Mais, pour ton malheur, il y avait là le précepteur des enfants, un séminariste de vingt-trois ans, l’abbé Ardouin, dont j’invoquais sans pitié le témoignage et que j’embarrassais fort, car je ne le faisais intervenir que lorsque j’étais sûr d’avoir raison, et il était incapable, dans ces sortes de débats, de ne pas livrer toute sa pensée.

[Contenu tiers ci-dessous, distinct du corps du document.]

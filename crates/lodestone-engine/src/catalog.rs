//! Pluggable per-model-type entity catalogs

use anyhow::Result;
use async_trait::async_trait;
use lodestone_core::types::{
    Entity, EntityDescriptor, EntityExcerpt, ModelType, NativeEntityDescriptor,
};
use std::collections::BTreeSet;
use std::sync::Arc;

use crate::context::InstallationContext;

/// Adapter between portable entity definitions and live platform objects
///
/// One implementation per model type. Implementations must make `create`
/// and `find_existing` safe under concurrent installs; singleton types
/// should perform an atomic find-or-insert against their backing store.
#[async_trait]
pub trait EntityCatalog: Send + Sync {
    /// Whether this catalog handles the model type
    fn supports(&self, model_type: &ModelType) -> bool;

    /// Browsing view of all live objects of this type
    async fn list_entity_excerpts(&self) -> Result<Vec<EntityExcerpt>>;

    /// Encode one live object into portable form; `None` if it does not exist
    async fn collect_entity(&self, descriptor: &EntityDescriptor) -> Result<Option<Entity>>;

    /// Other live entities this one depends on, for recursive export
    async fn resolve(&self, descriptor: &EntityDescriptor) -> Result<BTreeSet<EntityDescriptor>>;

    /// Existing equivalent object for singleton-by-identity types
    async fn find_existing(
        &self,
        _entity: &Entity,
        _context: &InstallationContext,
    ) -> Result<Option<NativeEntityDescriptor>> {
        Ok(None)
    }

    /// Decode the entity with parameters substituted and create the live object
    async fn create(
        &self,
        entity: &Entity,
        context: &InstallationContext,
    ) -> Result<NativeEntityDescriptor>;

    /// Whether live objects of this type can be quiesced before removal
    fn supports_stop(&self) -> bool {
        false
    }

    /// Quiesce a live object
    async fn stop(&self, _native: &NativeEntityDescriptor) -> Result<()> {
        Ok(())
    }

    /// Remove a live object
    async fn delete(&self, native: &NativeEntityDescriptor) -> Result<()>;
}

/// Explicit registry of catalogs, built once at startup
#[derive(Clone, Default)]
pub struct CatalogRegistry {
    catalogs: Vec<Arc<dyn EntityCatalog>>,
}

impl CatalogRegistry {
    pub fn new() -> Self {
        Self::default()
    }

    pub fn with_catalog(mut self, catalog: Arc<dyn EntityCatalog>) -> Self {
        self.catalogs.push(catalog);
        self
    }

    pub fn register(&mut self, catalog: Arc<dyn EntityCatalog>) {
        self.catalogs.push(catalog);
    }

    /// First registered catalog supporting the model type
    pub fn for_type(&self, model_type: &ModelType) -> Option<&Arc<dyn EntityCatalog>> {
        self.catalogs.iter().find(|c| c.supports(model_type))
    }

    /// Like [`for_type`](Self::for_type), failing with `NoCatalog`
    pub fn require(
        &self,
        model_type: &ModelType,
    ) -> lodestone_core::Result<&Arc<dyn EntityCatalog>> {
        self.for_type(model_type)
            .ok_or_else(|| lodestone_core::Error::NoCatalog {
                model_type: model_type.clone(),
            })
    }

    pub fn iter(&self) -> impl Iterator<Item = &Arc<dyn EntityCatalog>> {
        self.catalogs.iter()
    }

    pub fn len(&self) -> usize {
        self.catalogs.len()
    }

    pub fn is_empty(&self) -> bool {
        self.catalogs.is_empty()
    }
}
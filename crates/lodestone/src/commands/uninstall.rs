//! Uninstall command

use anyhow::{anyhow, Result};
use camino::Utf8Path;
use dialoguer::Confirm;

use super::Workspace;
use crate::cli::UninstallArgs;
use crate::output;

pub async fn run(args: UninstallArgs, config_path: Option<&Utf8Path>) -> Result<()> {
    let workspace = Workspace::open(config_path)?;
    let installation = workspace
        .service
        .installations()
        .find_by_id(&args.installation_id)
        .await?
        .ok_or_else(|| anyhow!("Installation '{}' not found", args.installation_id))?;

    if !args.yes {
        let confirmed = Confirm::new()
            .with_prompt(format!(
                "Remove {} entities installed from {} rev {}?",
                installation.entities.len(),
                installation.content_pack_id,
                installation.content_pack_revision
            ))
            .default(false)
            .interact()?;

        if !confirmed {
            output::info("Cancelled");
            return Ok(());
        }
    }

    output::header(&format!("Uninstalling {}", installation.id));

    let report = workspace.service.uninstall_content_pack(&installation).await;
    workspace.persist()?;

    for native in &report.removed {
        output::kv("removed", &native.to_string());
    }
    for native in &report.skipped {
        output::kv("kept", &native.to_string());
    }
    for notification in &report.notifications {
        let subject = notification
            .entity
            .as_ref()
            .map(|e| format!(" {}", e))
            .unwrap_or_default();
        output::warning(&format!("[{}]{} {}", notification.phase, subject, notification.message));
    }

    if report.is_clean() {
        output::success("Installation removed");
    } else {
        output::warning(&format!(
            "Uninstall finished with {} problem(s)",
            report.notifications.len()
        ));
    }
    Ok(())
}
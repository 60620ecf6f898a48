//! Literal-or-parameter values used throughout entity payloads

use serde::{Deserialize, Serialize};

use crate::error::{Error, Result};

/// Primitive kinds a value reference can carry
#[derive(Debug, Clone, Copy, PartialEq, Eq, Hash, PartialOrd, Ord, Serialize, Deserialize)]
#[serde(rename_all = "lowercase")]
pub enum ValueType {
    String,
    Integer,
    Double,
    Boolean,
    Parameter,
}

impl std::fmt::Display for ValueType {
    fn fmt(&self, f: &mut std::fmt::Formatter<'_>) -> std::fmt::Result {
        match self {
            ValueType::String => write!(f, "string"),
            ValueType::Integer => write!(f, "integer"),
            ValueType::Double => write!(f, "double"),
            ValueType::Boolean => write!(f, "boolean"),
            ValueType::Parameter => write!(f, "parameter"),
        }
    }
}

/// A value that is either a typed literal or a named-parameter placeholder
///
/// Serialized as `{"type": "string", "value": "..."}`; a placeholder is
/// `{"type": "parameter", "value": "PARAM_NAME"}`.
#[derive(Debug, Clone, PartialEq, Serialize, Deserialize)]
#[serde(tag = "type", content = "value", rename_all = "lowercase")]
pub enum ValueReference {
    String(String),
    Integer(i64),
    Double(f64),
    Boolean(bool),
    Parameter(String),
}

impl ValueReference {
    /// Create a string literal
    pub fn of(value: impl Into<String>) -> Self {
        Self::String(value.into())
    }

    /// Create a placeholder for a named parameter
    pub fn parameter(name: impl Into<String>) -> Result<Self> {
        let name = name.into();
        if name.trim().is_empty() {
            return Err(Error::invalid_value("parameter name must not be blank"));
        }
        Ok(Self::Parameter(name))
    }

    /// Build a literal of the given kind from a JSON value
    pub fn from_json(value_type: ValueType, value: &serde_json::Value) -> Result<Self> {
        let mismatch =
            || Error::invalid_value(format!("expected {} but found {}", value_type, value));

        match value_type {
            ValueType::String => value
                .as_str()
                .map(|s| Self::String(s.to_string()))
                .ok_or_else(mismatch),
            ValueType::Integer => value.as_i64().map(Self::Integer).ok_or_else(mismatch),
            ValueType::Double => value.as_f64().map(Self::Double).ok_or_else(mismatch),
            ValueType::Boolean => value.as_bool().map(Self::Boolean).ok_or_else(mismatch),
            ValueType::Parameter => Err(Error::invalid_value(
                "a literal cannot have the parameter type",
            )),
        }
    }

    /// Parse a literal of the given kind from its textual form
    pub fn parse(value_type: ValueType, raw: &str) -> Result<Self> {
        let invalid = |e: &dyn std::fmt::Display| {
            Error::invalid_value(format!("'{}' is not a valid {}: {}", raw, value_type, e))
        };

        match value_type {
            ValueType::String => Ok(Self::String(raw.to_string())),
            ValueType::Integer => raw
                .trim()
                .parse::<i64>()
                .map(Self::Integer)
                .map_err(|e| invalid(&e)),
            ValueType::Double => raw
                .trim()
                .parse::<f64>()
                .map(Self::Double)
                .map_err(|e| invalid(&e)),
            ValueType::Boolean => raw
                .trim()
                .parse::<bool>()
                .map(Self::Boolean)
                .map_err(|e| invalid(&e)),
            ValueType::Parameter => Self::parameter(raw),
        }
    }

    /// Kind carried by this reference
    pub fn value_type(&self) -> ValueType {
        match self {
            Self::String(_) => ValueType::String,
            Self::Integer(_) => ValueType::Integer,
            Self::Double(_) => ValueType::Double,
            Self::Boolean(_) => ValueType::Boolean,
            Self::Parameter(_) => ValueType::Parameter,
        }
    }

    /// Whether this is a named-parameter placeholder
    pub fn is_parameter(&self) -> bool {
        matches!(self, Self::Parameter(_))
    }

    /// Placeholder name, if this is one
    pub fn parameter_name(&self) -> Option<&str> {
        match self {
            Self::Parameter(name) => Some(name),
            _ => None,
        }
    }

    pub fn as_str(&self) -> Option<&str> {
        match self {
            Self::String(s) => Some(s),
            _ => None,
        }
    }

    pub fn as_i64(&self) -> Option<i64> {
        match self {
            Self::Integer(i) => Some(*i),
            _ => None,
        }
    }

    pub fn as_f64(&self) -> Option<f64> {
        match self {
            Self::Double(d) => Some(*d),
            Self::Integer(i) => Some(*i as f64),
            _ => None,
        }
    }

    pub fn as_bool(&self) -> Option<bool> {
        match self {
            Self::Boolean(b) => Some(*b),
            _ => None,
        }
    }

    /// Convert a literal into plain JSON; placeholders have no JSON form
    pub fn to_json(&self) -> Option<serde_json::Value> {
        match self {
            Self::String(s) => Some(serde_json::Value::from(s.as_str())),
            Self::Integer(i) => Some(serde_json::Value::from(*i)),
            Self::Double(d) => Some(serde_json::Value::from(*d)),
            Self::Boolean(b) => Some(serde_json::Value::from(*b)),
            Self::Parameter(_) => None,
        }
    }
}

impl std::fmt::Display for ValueReference {
    fn fmt(&self, f: &mut std::fmt::Formatter<'_>) -> std::fmt::Result {
        match self {
            Self::String(s) => write!(f, "{}", s),
            Self::Integer(i) => write!(f, "{}", i),
            Self::Double(d) => write!(f, "{}", d),
            Self::Boolean(b) => write!(f, "{}", b),
            Self::Parameter(name) => write!(f, "${{{}}}", name),
        }
    }
}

À mesure que l’affaire Dreyfus se développa, j’y trouvai mille sujets de dresser contre toi le pauvre abbé : « Pour un misérable Juif, désorganiser l’armée… » disais-tu. Cette seule parole déchaînait ma feinte indignation et je n’avais de cesse que je n’eusse obligé l’abbé Ardouin à confesser qu’un chrétien ne peut souscrire à la condamnation d’un innocent, fût-ce pour le salut du pays.
Je n’essayais d’ailleurs pas de vous convaincre, toi et les enfants, qui ne connaissiez l’Affaire que par les caricatures des bons journaux. Vous formiez un bloc inentamable. Même quand j’avais l’air d’avoir raison, vous ne doutiez pas que ce ne fût à force de ruse. Vous en étiez venus à garder le silence devant moi. À mon approche, comme il arrive encore aujourd’hui, les discussions s’arrêtaient net ; mais quelquefois vous ne saviez pas que je me cachais derrière un massif d’arbustes, et tout à coup j’intervenais avant que vous ayez pu battre en retraite et vous obligeais à accepter le combat.
— C’est un saint garçon, disais-tu de l’abbé Ardouin, mais un véritable enfant qui ne croit pas au mal. Mon mari joue avec lui comme le chat avec la souris ; voilà pourquoi il le supporte, malgré son horreur des soutanes.
Au vrai, j’avais consenti d’abord à la présence d’un précepteur ecclésiastique, parce qu’aucun civil n’aurait accepté cent cinquante francs pour toutes les vacances. Les premiers jours, j’avais pris ce grand jeune homme noir et myope, perclus de timidité, pour un être insignifiant et je n’y prêtais pas plus d’attention qu’à un meuble. Il faisait travailler les enfants, les menait en promenade, mangeait peu, et ne disait mot. Il montait dans sa chambre, la dernière bouchée avalée. Parfois, quand la maison était vide, il se mettait au piano. Je n’entends rien à la musique, mais, comme tu disais : « Il faisait plaisir. »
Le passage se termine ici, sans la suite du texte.